Adare Productions
- Industry: Entertainment television
- Founded: 1993
- Headquarters: Ireland

= Adare Productions =

Irish television production company

Adare Productions is an Irish entertainment television production company. It has produced numerous television shows which have been broadcast in Ireland, including Delegation, Livin' with Lucy, Hanging with Hector, The Fame Game, and Fáilte Towers for Radio Telefís Éireann, and Glas Vegas, Junior Eurovision Song Contest and Underdogs for TG4. The company is credited with discovering numerous television presenters.

==Origin and further details==
Adare Productions was established in 1993. The company claims to have produced at least fourteen different entertainment series, eleven young peoples' series, four different lifestyle series, more than three hundred hours of live studio programmes and more than forty hours of music programmes. It has discovered presenters such as Caroline Morahan, Lucy Kennedy and Hector Ó hEochagáin.

Lynda McQuaid has been executive producer on Fáilte Towers and producer and director on The Apprentice.

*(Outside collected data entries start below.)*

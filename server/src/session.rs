//! In-memory session store holding each visitor's todo lists.
//!
//! Sessions are keyed by an opaque token carried in a cookie. Each session
//! owns a [`SessionData`]: the visitor's [`ListStore`] plus any pending
//! flash messages. Nothing is persisted; a session disappears when it
//! expires or the process stops.
//!
//! # Token Format
//!
//! Session tokens are 32 bytes of cryptographically secure random data,
//! base64-url encoded without padding, resulting in 43 character tokens.
//!
//! # Expiry
//!
//! Sessions expire after an idle TTL. Every successful [`SessionStore::load`]
//! pushes the expiry forward. Expired sessions are dropped lazily when
//! accessed and in bulk by [`SessionStore::cleanup_expired`], which
//! [`SessionStore::spawn_cleanup_task`] runs periodically.
//!
//! # Example
//!
//! ```rust
//! use listkeeper_server::session::{SessionData, SessionStore, SessionStoreConfig};
//!
//! let store = SessionStore::new(SessionStoreConfig::default());
//! let mut data = SessionData::default();
//! data.lists.create_list("Groceries").unwrap();
//! let token = store.create_session(data).expect("store has capacity");
//!
//! let mut data = store.load(&token).expect("live session");
//! data.lists.create_list("Chores").unwrap();
//! store.save(&token, data).unwrap();
//!
//! assert_eq!(store.load(&token).unwrap().lists.len(), 2);
//! ```

use std::collections::HashMap;
use std::sync::{Arc, PoisonError, RwLock, RwLockReadGuard, RwLockWriteGuard};
use std::time::{Duration, Instant};

use base64::engine::general_purpose::URL_SAFE_NO_PAD;
use base64::Engine;
use rand::Rng;
use serde::{Deserialize, Serialize};
use thiserror::Error;
use tracing::{debug, trace, warn};

use crate::store::ListStore;

/// Default idle session TTL (24 hours).
pub const DEFAULT_TTL_SECS: u64 = 86_400;

/// Default maximum number of sessions.
pub const DEFAULT_MAX_CAPACITY: usize = 10_000;

/// Size of the random token in bytes.
const TOKEN_BYTES: usize = 32;

/// Expected length of base64-url encoded token (43 characters).
const TOKEN_LENGTH: usize = 43;

/// Errors that can occur during session operations.
#[derive(Debug, Error, Clone, PartialEq, Eq)]
pub enum SessionError {
    /// The session store has reached maximum capacity.
    #[error("session store at maximum capacity ({max_capacity} sessions)")]
    AtCapacity {
        /// The maximum number of sessions allowed.
        max_capacity: usize,
    },

    /// The session token was not found or has expired.
    #[error("session not found or expired")]
    NotFound,
}

/// Configuration for the session store.
#[derive(Debug, Clone)]
pub struct SessionStoreConfig {
    /// Maximum number of concurrent sessions.
    pub max_capacity: usize,

    /// Idle time after which a session expires.
    pub ttl: Duration,
}

impl Default for SessionStoreConfig {
    fn default() -> Self {
        Self {
            max_capacity: DEFAULT_MAX_CAPACITY,
            ttl: Duration::from_secs(DEFAULT_TTL_SECS),
        }
    }
}

impl SessionStoreConfig {
    /// Creates a new configuration with custom values.
    pub fn new(max_capacity: usize, ttl: Duration) -> Self {
        Self { max_capacity, ttl }
    }
}

/// One-shot messages shown by the next rendered view.
#[derive(Debug, Clone, Default, PartialEq, Eq, Serialize, Deserialize)]
pub struct Flash {
    #[serde(skip_serializing_if = "Option::is_none")]
    pub success: Option<String>,

    #[serde(skip_serializing_if = "Option::is_none")]
    pub error: Option<String>,
}

impl Flash {
    /// Returns `true` if no message is pending.
    pub fn is_empty(&self) -> bool {
        self.success.is_none() && self.error.is_none()
    }

    /// Takes the pending messages, leaving the flash empty.
    pub fn take(&mut self) -> Flash {
        std::mem::take(self)
    }
}

/// Everything a session remembers between requests.
#[derive(Debug, Clone, Default, PartialEq, Eq, Serialize, Deserialize)]
pub struct SessionData {
    /// The visitor's todo lists.
    pub lists: ListStore,

    /// Messages queued for the next view.
    pub flash: Flash,
}

/// A stored session and its expiry bookkeeping.
#[derive(Debug, Clone)]
struct Session {
    data: SessionData,
    created_at: Instant,
    expires_at: Instant,
}

impl Session {
    fn new(data: SessionData, ttl: Duration) -> Self {
        let now = Instant::now();
        Self {
            data,
            created_at: now,
            expires_at: now + ttl,
        }
    }

    fn is_expired(&self) -> bool {
        Instant::now() >= self.expires_at
    }

    /// Pushes expiry to `ttl` from now.
    fn touch(&mut self, ttl: Duration) {
        self.expires_at = Instant::now() + ttl;
    }
}

/// Thread-safe in-memory session store.
///
/// Handlers never hold a lock across a request: they copy a session's data
/// out with [`SessionStore::load`] and write it back with
/// [`SessionStore::save`]. Two concurrent requests for the same session
/// therefore race, and the later save wins.
pub struct SessionStore {
    sessions: RwLock<HashMap<String, Session>>,
    config: SessionStoreConfig,
}

impl SessionStore {
    /// Creates a new session store with the given configuration.
    pub fn new(config: SessionStoreConfig) -> Self {
        debug!(
            max_capacity = config.max_capacity,
            ttl_secs = config.ttl.as_secs(),
            "Creating new session store"
        );
        Self {
            sessions: RwLock::new(HashMap::new()),
            config,
        }
    }

    fn read(&self) -> RwLockReadGuard<'_, HashMap<String, Session>> {
        self.sessions.read().unwrap_or_else(PoisonError::into_inner)
    }

    fn write(&self) -> RwLockWriteGuard<'_, HashMap<String, Session>> {
        self.sessions.write().unwrap_or_else(PoisonError::into_inner)
    }

    /// Stores `data` under a fresh session and returns its token.
    ///
    /// # Errors
    ///
    /// Returns [`SessionError::AtCapacity`] if the store is full.
    pub fn create_session(&self, data: SessionData) -> Result<String, SessionError> {
        // Generate token first (outside of lock)
        let token = generate_session_token();

        let mut sessions = self.write();

        if sessions.len() >= self.config.max_capacity {
            warn!(
                capacity = sessions.len(),
                max_capacity = self.config.max_capacity,
                "Session store at capacity, rejecting new session"
            );
            return Err(SessionError::AtCapacity {
                max_capacity: self.config.max_capacity,
            });
        }

        trace!(ttl_secs = self.config.ttl.as_secs(), "Creating new session");
        sessions.insert(token.clone(), Session::new(data, self.config.ttl));

        Ok(token)
    }

    /// Returns a copy of the session's data and refreshes its expiry.
    ///
    /// Returns `None` for malformed, unknown, or expired tokens. Expired
    /// sessions are removed on the way.
    pub fn load(&self, token: &str) -> Option<SessionData> {
        if token.len() != TOKEN_LENGTH {
            trace!(token_len = token.len(), "Invalid token length");
            return None;
        }

        let mut sessions = self.write();
        let Some(session) = sessions.get_mut(token) else {
            trace!("Session token not found");
            return None;
        };

        if session.is_expired() {
            sessions.remove(token);
            trace!("Removed expired session during load");
            return None;
        }

        session.touch(self.config.ttl);
        trace!(
            age_secs = session.created_at.elapsed().as_secs(),
            list_count = session.data.lists.len(),
            "Session loaded"
        );
        Some(session.data.clone())
    }

    /// Replaces the data of an existing session.
    ///
    /// # Errors
    ///
    /// Returns [`SessionError::NotFound`] if the session no longer exists.
    pub fn save(&self, token: &str, data: SessionData) -> Result<(), SessionError> {
        let mut sessions = self.write();
        let session = sessions.get_mut(token).ok_or(SessionError::NotFound)?;
        session.data = data;
        Ok(())
    }

    /// Returns the current number of sessions, including expired ones not
    /// yet cleaned up.
    pub fn len(&self) -> usize {
        self.read().len()
    }

    pub fn is_empty(&self) -> bool {
        self.read().is_empty()
    }

    /// Removes all expired sessions and returns how many were dropped.
    pub fn cleanup_expired(&self) -> usize {
        let mut sessions = self.write();
        let initial_len = sessions.len();

        sessions.retain(|_, session| !session.is_expired());

        let removed = initial_len - sessions.len();
        if removed > 0 {
            debug!(
                removed_count = removed,
                remaining_count = sessions.len(),
                "Cleaned up expired sessions"
            );
        }
        removed
    }

    /// Spawns a background task that removes expired sessions every
    /// `cleanup_interval`.
    ///
    /// The task runs until the returned handle is aborted.
    pub fn spawn_cleanup_task(
        self: &Arc<Self>,
        cleanup_interval: Duration,
    ) -> tokio::task::JoinHandle<()> {
        let store = Arc::clone(self);

        tokio::spawn(async move {
            let mut interval = tokio::time::interval(cleanup_interval);

            loop {
                interval.tick().await;
                store.cleanup_expired();
            }
        })
    }
}

impl Default for SessionStore {
    fn default() -> Self {
        Self::new(SessionStoreConfig::default())
    }
}

impl std::fmt::Debug for SessionStore {
    fn fmt(&self, f: &mut std::fmt::Formatter<'_>) -> std::fmt::Result {
        f.debug_struct("SessionStore")
            .field("session_count", &self.len())
            .field("config", &self.config)
            .finish()
    }
}

/// Generates a cryptographically secure session token.
fn generate_session_token() -> String {
    let mut bytes = [0u8; TOKEN_BYTES];
    rand::rng().fill(&mut bytes);
    URL_SAFE_NO_PAD.encode(bytes)
}
#[cfg(test)]
mod tests {
    use super::*;

    fn store_with(names: &[&str]) -> ListStore {
        let mut store = ListStore::new();
        for name in names {
            store.create_list(name).unwrap();
        }
        store
    }

    fn ids(lists: &[TodoList]) -> Vec<ListId> {
        lists.iter().map(|list| list.id).collect()
    }

    // ========================================================================
    // Id assignment
    // ========================================================================

    #[test]
    fn next_id_starts_at_one() {
        let empty: Vec<Todo> = Vec::new();
        assert_eq!(next_id(&empty), 1);
    }

    #[test]
    fn next_id_is_max_plus_one() {
        let todos = vec![Todo::new(4, "a"), Todo::new(2, "b")];
        assert_eq!(next_id(&todos), 5);
    }

    #[test]
    fn list_ids_are_sequential() {
        let store = store_with(&["A", "B", "C"]);
        assert_eq!(ids(store.lists()), vec![1, 2, 3]);
    }

    #[test]
    fn list_ids_are_not_reused_after_delete() {
        let mut store = store_with(&["A", "B", "C"]);
        store.delete_list(2);
        assert_eq!(store.create_list("D").unwrap().id, 4);
    }

    #[test]
    fn highest_list_id_is_not_reused_after_delete() {
        let mut store = store_with(&["A", "B", "C"]);
        store.delete_list(3);
        assert_eq!(store.create_list("D").unwrap().id, 4);
    }

    #[test]
    fn todo_ids_are_scoped_per_list() {
        let mut store = store_with(&["A", "B"]);
        assert_eq!(store.add_todo(1, "x").unwrap().id, 1);
        assert_eq!(store.add_todo(1, "y").unwrap().id, 2);
        assert_eq!(store.add_todo(2, "z").unwrap().id, 1);
    }

    #[test]
    fn todo_ids_are_not_reused_after_delete() {
        let mut store = store_with(&["A"]);
        store.add_todo(1, "x").unwrap();
        store.add_todo(1, "y").unwrap();
        store.delete_todo(1, 2).unwrap();
        assert_eq!(store.add_todo(1, "z").unwrap().id, 3);
    }

    #[test]
    fn counter_catches_up_with_deserialized_ids() {
        let json = r#"{"lists":[{"id":7,"name":"Old","todos":[{"id":3,"name":"t"}]}]}"#;
        let mut store: ListStore = serde_json::from_str(json).unwrap();

        assert_eq!(store.create_list("New").unwrap().id, 8);
        assert_eq!(store.add_todo(7, "u").unwrap().id, 4);
    }

    // ========================================================================
    // Lookup
    // ========================================================================

    #[test]
    fn lookup_finds_by_id() {
        let store = store_with(&["A", "B"]);
        assert_eq!(store.list(2).unwrap().name, "B");
    }

    #[test]
    fn lookup_missing_list_is_not_found() {
        let store = store_with(&["A"]);
        assert_eq!(store.list(9), Err(StoreError::NotFound(Entity::List)));
    }

    #[test]
    fn lookup_missing_todo_is_not_found() {
        let list = TodoList::new(1, "A");
        assert_eq!(list.todo(1), Err(StoreError::NotFound(Entity::Todo)));
    }

    // ========================================================================
    // Validation
    // ========================================================================

    #[test]
    fn duplicate_list_name_is_rejected_and_collection_unchanged() {
        let mut store = store_with(&["Groceries", "Chores"]);
        let before = store.clone();

        assert_eq!(
            store.create_list("Groceries").unwrap_err(),
            StoreError::DuplicateName
        );
        assert_eq!(store, before);
    }

    #[test]
    fn duplicate_check_is_case_sensitive() {
        let mut store = store_with(&["Groceries"]);
        assert!(store.create_list("groceries").is_ok());
    }

    #[test]
    fn invalid_list_name_lengths_are_rejected() {
        let mut store = store_with(&["A"]);
        let before = store.clone();

        for name in [String::new(), "x".repeat(101)] {
            assert_eq!(
                store.create_list(&name).unwrap_err(),
                StoreError::InvalidLength(Entity::List)
            );
            assert_eq!(
                store.rename_list(1, &name).unwrap_err(),
                StoreError::InvalidLength(Entity::List)
            );
        }
        assert_eq!(store, before);
    }

    #[test]
    fn boundary_lengths_are_accepted() {
        let mut store = ListStore::new();
        assert!(store.create_list("x").is_ok());
        assert!(store.create_list(&"y".repeat(100)).is_ok());
    }

    #[test]
    fn length_counts_characters_not_bytes() {
        let name = "é".repeat(100);
        assert!(name.len() > MAX_NAME_LENGTH);
        assert!(validate_list_name(&name, &[]).is_ok());
        assert!(validate_todo_name(&name).is_ok());
    }

    #[test]
    fn duplicate_check_runs_before_length_check() {
        let long = "x".repeat(101);
        let existing = vec![TodoList::new(1, long.clone())];
        assert_eq!(
            validate_list_name(&long, &existing),
            Err(StoreError::DuplicateName)
        );
    }

    #[test]
    fn todo_names_may_repeat() {
        let mut store = store_with(&["A"]);
        store.add_todo(1, "Milk").unwrap();
        assert!(store.add_todo(1, "Milk").is_ok());
        assert_eq!(store.list(1).unwrap().todos_count(), 2);
    }

    #[test]
    fn invalid_todo_name_leaves_list_unchanged() {
        let mut store = store_with(&["A"]);
        let before = store.clone();

        assert_eq!(
            store.add_todo(1, "").unwrap_err(),
            StoreError::InvalidLength(Entity::Todo)
        );
        assert_eq!(store, before);
    }

    #[test]
    fn add_todo_to_missing_list_is_not_found() {
        let mut store = ListStore::new();
        assert_eq!(
            store.add_todo(1, "Milk").unwrap_err(),
            StoreError::NotFound(Entity::List)
        );
    }

    // ========================================================================
    // Rename / delete
    // ========================================================================

    #[test]
    fn rename_changes_name_in_place() {
        let mut store = store_with(&["A", "B"]);
        store.rename_list(1, "Z").unwrap();
        assert_eq!(store.list(1).unwrap().name, "Z");
        assert_eq!(ids(store.lists()), vec![1, 2]);
    }

    #[test]
    fn rename_to_current_name_is_a_duplicate() {
        let mut store = store_with(&["Groceries"]);
        assert_eq!(
            store.rename_list(1, "Groceries").unwrap_err(),
            StoreError::DuplicateName
        );
    }

    #[test]
    fn rename_missing_list_is_not_found() {
        let mut store = ListStore::new();
        assert_eq!(
            store.rename_list(1, "A").unwrap_err(),
            StoreError::NotFound(Entity::List)
        );
    }

    #[test]
    fn delete_missing_list_is_silent() {
        let mut store = store_with(&["A"]);
        assert!(store.delete_list(5).is_none());
        assert_eq!(store.len(), 1);
    }

    #[test]
    fn delete_todo_removes_only_that_todo() {
        let mut store = store_with(&["A"]);
        store.add_todo(1, "x").unwrap();
        store.add_todo(1, "y").unwrap();

        let removed = store.delete_todo(1, 1).unwrap();
        assert_eq!(removed.map(|todo| todo.name), Some("x".to_string()));

        let remaining: Vec<_> = store.list(1).unwrap().todos.iter().map(|t| t.id).collect();
        assert_eq!(remaining, vec![2]);
    }

    #[test]
    fn delete_todo_in_missing_list_is_not_found() {
        let mut store = ListStore::new();
        assert_eq!(
            store.delete_todo(1, 1).unwrap_err(),
            StoreError::NotFound(Entity::List)
        );
    }

    // ========================================================================
    // Completion
    // ========================================================================

    #[test]
    fn empty_list_is_never_complete() {
        assert!(!TodoList::new(1, "A").is_complete());
    }

    #[test]
    fn list_completeness_follows_todos() {
        let mut list = TodoList::new(1, "A");
        list.add_todo("x").unwrap();
        list.add_todo("y").unwrap();
        assert!(!list.is_complete());
        assert_eq!(list.todos_remaining_count(), 2);

        list.set_todo_completed(1, true).unwrap();
        assert!(!list.is_complete());
        assert_eq!(list.todos_remaining_count(), 1);

        list.set_todo_completed(2, true).unwrap();
        assert!(list.is_complete());
        assert_eq!(list.todos_remaining_count(), 0);
        assert_eq!(list.todos_count(), 2);
    }

    #[test]
    fn toggle_missing_todo_is_not_found() {
        let mut store = store_with(&["A"]);
        assert_eq!(
            store.set_todo_completed(1, 42, true).unwrap_err(),
            StoreError::NotFound(Entity::Todo)
        );
        assert_eq!(
            store.set_todo_completed(9, 1, true).unwrap_err(),
            StoreError::NotFound(Entity::List)
        );
    }

    #[test]
    fn toggle_can_reopen_a_todo() {
        let mut store = store_with(&["A"]);
        store.add_todo(1, "x").unwrap();
        store.set_todo_completed(1, 1, true).unwrap();

        let todo = store.set_todo_completed(1, 1, false).unwrap();
        assert!(!todo.completed);
    }

    #[test]
    fn complete_all_marks_every_todo() {
        let mut store = store_with(&["A"]);
        store.add_todo(1, "x").unwrap();
        store.add_todo(1, "y").unwrap();

        let list = store.complete_all(1).unwrap();
        assert!(list.todos.iter().all(|todo| todo.completed));
        assert!(list.is_complete());
    }

    #[test]
    fn complete_all_on_missing_list_is_not_found() {
        let mut store = ListStore::new();
        assert_eq!(
            store.complete_all(3).unwrap_err(),
            StoreError::NotFound(Entity::List)
        );
    }

    #[test]
    fn groceries_scenario() {
        let mut store = ListStore::new();
        let list_id = store.create_list("Groceries").unwrap().id;
        let milk = store.add_todo(list_id, "Milk").unwrap().id;
        assert_eq!(milk, 1);

        store.set_todo_completed(list_id, milk, true).unwrap();
        assert!(store.list(list_id).unwrap().is_complete());

        let other = store.create_list("Errands").unwrap().id;
        store.add_todo(other, "Bank").unwrap();
        store.add_todo(other, "Post").unwrap();
        let list = store.complete_all(other).unwrap();
        assert!(list.todos.iter().all(|todo| todo.completed));
    }

    // ========================================================================
    // Display ordering
    // ========================================================================

    #[test]
    fn sort_for_display_moves_complete_items_last() {
        let mut todos = vec![Todo::new(1, "a"), Todo::new(2, "b"), Todo::new(3, "c")];
        todos[0].completed = true;
        todos[2].completed = true;

        let sorted: Vec<_> = sort_for_display(&todos, |todo| todo.completed)
            .into_iter()
            .map(|todo| todo.id)
            .collect();
        assert_eq!(sorted, vec![2, 1, 3]);
    }

    #[test]
    fn sorted_lists_puts_complete_lists_last() {
        let mut store = store_with(&["Done", "Empty", "Open"]);
        store.add_todo(1, "x").unwrap();
        store.complete_all(1).unwrap();
        store.add_todo(3, "y").unwrap();

        let order: Vec<_> = store.sorted_lists().iter().map(|list| list.id).collect();
        assert_eq!(order, vec![2, 3, 1]);
    }

    #[test]
    fn sorted_todos_keeps_relative_order() {
        let mut list = TodoList::new(1, "A");
        for name in ["a", "b", "c", "d"] {
            list.add_todo(name).unwrap();
        }
        list.set_todo_completed(1, true).unwrap();
        list.set_todo_completed(3, true).unwrap();

        let order: Vec<_> = list.sorted_todos().iter().map(|todo| todo.id).collect();
        assert_eq!(order, vec![2, 4, 1, 3]);
    }
}
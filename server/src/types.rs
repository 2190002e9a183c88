//! Data model for todo lists held in a user's session.
//!
//! A [`TodoList`] owns an ordered sequence of [`Todo`] items. List ids are
//! unique within one session's collection; todo ids are unique only within
//! their owning list, so two lists may both contain a todo with id 1.

use serde::{Deserialize, Serialize};

/// Identifier of a list within a session's collection.
pub type ListId = u64;

/// Identifier of a todo within its owning list.
pub type TodoId = u64;

/// Entities addressable by an integer id inside an ordered collection.
///
/// Lets the id helpers in [`crate::store`] work the same way over the
/// session's lists and over one list's todos.
pub trait Identified {
    /// Returns the entity's id.
    fn id(&self) -> u64;
}

/// A single todo item.
#[derive(Debug, Clone, PartialEq, Eq, Serialize, Deserialize)]
pub struct Todo {
    pub id: TodoId,
    pub name: String,
    #[serde(default)]
    pub completed: bool,
}

impl Todo {
    /// Creates an incomplete todo.
    pub fn new(id: TodoId, name: impl Into<String>) -> Self {
        Self {
            id,
            name: name.into(),
            completed: false,
        }
    }
}

impl Identified for Todo {
    fn id(&self) -> u64 {
        self.id
    }
}

/// A named, ordered collection of todos.
#[derive(Debug, Clone, PartialEq, Eq, Serialize, Deserialize)]
pub struct TodoList {
    pub id: ListId,
    pub name: String,
    #[serde(default)]
    pub todos: Vec<Todo>,

    /// Lowest todo id that has never been handed out in this list.
    #[serde(default)]
    pub(crate) next_todo_id: TodoId,
}

impl TodoList {
    /// Creates an empty list.
    pub fn new(id: ListId, name: impl Into<String>) -> Self {
        Self {
            id,
            name: name.into(),
            todos: Vec::new(),
            next_todo_id: 1,
        }
    }
}

impl Identified for TodoList {
    fn id(&self) -> u64 {
        self.id
    }
}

==Recent television credits==
===Underdogs (2006)===
Underdogs was a television programme broadcast on TG4. It featured "underdog" players of Gaelic games, focusing on those individuals who had never played senior inter-county football or hurling or received a nomination for a GAA All-Star, and offering them the chance to compete against teams of high quality. The first series was specifically dedicated to male footballers and hurlers. In June 2008, Adare Productions requested female applications for a follow-up series of The Underdogs. Brian Mullins managed the winning team which competed against the All-Ireland champions the following December.

===Glas Vegas (2007)===
Glas Vegas, which was first broadcast on TG4 in August 2007, saw the introduction of a new presenter, Gemma Ní Chionnaith.

===Fáilte Towers (2008)===
Fáilte Towers was broadcast on RTÉ One in August 2008, succeeding such shows as Cabin Fever and Celebrity Farm. A reality style television programme in a brand new format, it was presented by Aidan Power and Bazil Ashmawy and the concept involved thirteen celebrities running a hotel for sixteen days and nights in order to win money for their designated charities. It was unpopular with critics but enjoyed by the general public, with the final receiving nearly a million viewers and the entire series regularly receiving between 350,000 and 450,000 viewers throughout its run. The format for the show even attracted interest from overseas buyers, including investors from England, but RTÉ said at the time that “no agreements [would] be reached until the current series has finished”. Nevertheless, the Irish Independent named Fáilte Towers as one of the six worst television programmes of 2008, describing it as "car crash television".